McGrath's memo to the committee said that the fire chief was "frustrated" in trying to get information from ESDA this year. "I don't know what that would be. We sat down many times and discussed things courteously," Glaser said.
As for being held accountable for the job, Glaser said: "I'm a paid person. Threaten to fire me. That's fine."
"I think I deserve better. I really truly do."
Schielke believes the change would make it more likely the Illinois Emergency Management Agency would accredit ESDA. With state accreditation, Batavia would be eligible for grants from the federal Homeland Security Department and could buy new equipment. Two of ESDA's vehicles are 60-some-year-old Army trucks. The last new vehicle ESDA got from the city was a Jeep Cherokee in 1995 that it still uses.
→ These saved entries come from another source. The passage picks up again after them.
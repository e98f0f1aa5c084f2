//! Integration test: three servers, three replicas each.
//!
//! Resolve a pair of keys, remove one server, and check that only the keys
//! it owned changed hands.

use spindle_integration_tests::{Snapshot, sample_keys, servers};
use spindle_ring::{Ring, RingConfig, RingError};

fn three_server_ring() -> Ring {
    let mut ring = Ring::new(3).unwrap();
    ring.add_node("server1");
    ring.add_node("server2");
    ring.add_node("server3");
    ring
}

#[test]
fn test_keys_resolve_to_a_known_server_and_stay_put() {
    let ring = three_server_ring();
    let names = servers(3);

    for key in ["key1", "key67890"] {
        let owner = ring.resolve(key).expect("ring is populated");
        assert!(names.iter().any(|n| n == owner), "{key} -> {owner}");
        for _ in 0..10 {
            assert_eq!(ring.resolve(key), Some(owner));
        }
    }
}

#[test]
fn test_removing_server1_moves_only_its_keys() {
    let mut ring = three_server_ring();
    let keys: Vec<String> = ["key1", "key67890"]
        .into_iter()
        .map(String::from)
        .chain(sample_keys(2000))
        .collect();

    let before = Snapshot::of(&ring, &keys);
    let successor: Vec<Option<String>> = keys
        .iter()
        .map(|k| {
            ring.owners(k, 3)
                .into_iter()
                .find(|n| *n != "server1")
                .map(str::to_string)
        })
        .collect();

    ring.remove_node("server1");
    let after = Snapshot::of(&ring, &keys);

    for (i, (key, was)) in before.iter().enumerate() {
        let now = after.owner(key);
        if was == Some("server1") {
            // Falls through to the next distinct server clockwise.
            assert_eq!(now, successor[i].as_deref(), "key {key}");
        } else {
            assert_eq!(now, was, "key {key} was not on server1 but moved");
        }
    }
    assert_eq!(after.count_for("server1"), 0);
}

#[test]
fn test_config_built_ring_matches_manual_ring() {
    let config: RingConfig = toml::from_str(
        r#"
replicas = 3
nodes = ["server1", "server2", "server3"]
"#,
    )
    .unwrap();

    let keys = sample_keys(500);
    assert_eq!(
        Snapshot::of(&config.build().unwrap(), &keys),
        Snapshot::of(&three_server_ring(), &keys)
    );
}

#[test]
fn test_zero_replicas_is_a_config_error() {
    let err = Ring::new(0).unwrap_err();
    assert!(matches!(err, RingError::InvalidConfig(_)));
    assert!(err.to_string().contains("replica"));
}

#[test]
fn test_empty_ring_routes_nothing() {
    let mut ring = Ring::new(3).unwrap();
    assert_eq!(ring.resolve("key1"), None);

    ring.add_node("server1");
    ring.remove_node("server1");
    assert!(ring.is_empty());
    assert_eq!(ring.resolve("key1"), None);
}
Under the proposal, the fire chief would be the ESDA coordinator. An ESDA manager would report to him. ESDA volunteers would report to the ESDA manager. It would be up to the city council whether the ESDA manager would be a paid employee, McGrath said. The new 2013 budget doesn't include any money for a paid ESDA worker; in the past, it allocated $10,000. The 2013 budget for ESDA is $29,183, which includes $17,000 to install a tornado siren near Louise White Elementary School.
"The whole process should be upgraded, and this is a good way to do it," committee chairman Jim Volk said.
Fire Chief Randall Deicke said it would be like building ESDA from scratch, as he would meet with Glaser and the volunteers to discuss goals, policies and procedures, then determine how many people and what type of equipment is needed.
ESDA operates and maintains the city's outdoor warning weather sirens. It assists with scene control, such as at fires, traffic accidents and large public gatherings such as the July 4 fireworks show. It has lighting rigs to illuminate rescues, three boats for water and ice rescues, and an ambulance. One of the Army trucks has been outfitted to fight grass fires. It maintains the city's disaster supplies, and would supervise the city hall shelter during a disaster.
Aldermen Janet Jungels and Eldon Frydendall voted "no" on the recommendation.
"I just don't want to lose all the spirit of volunteerism we have in the organization," Jungels said.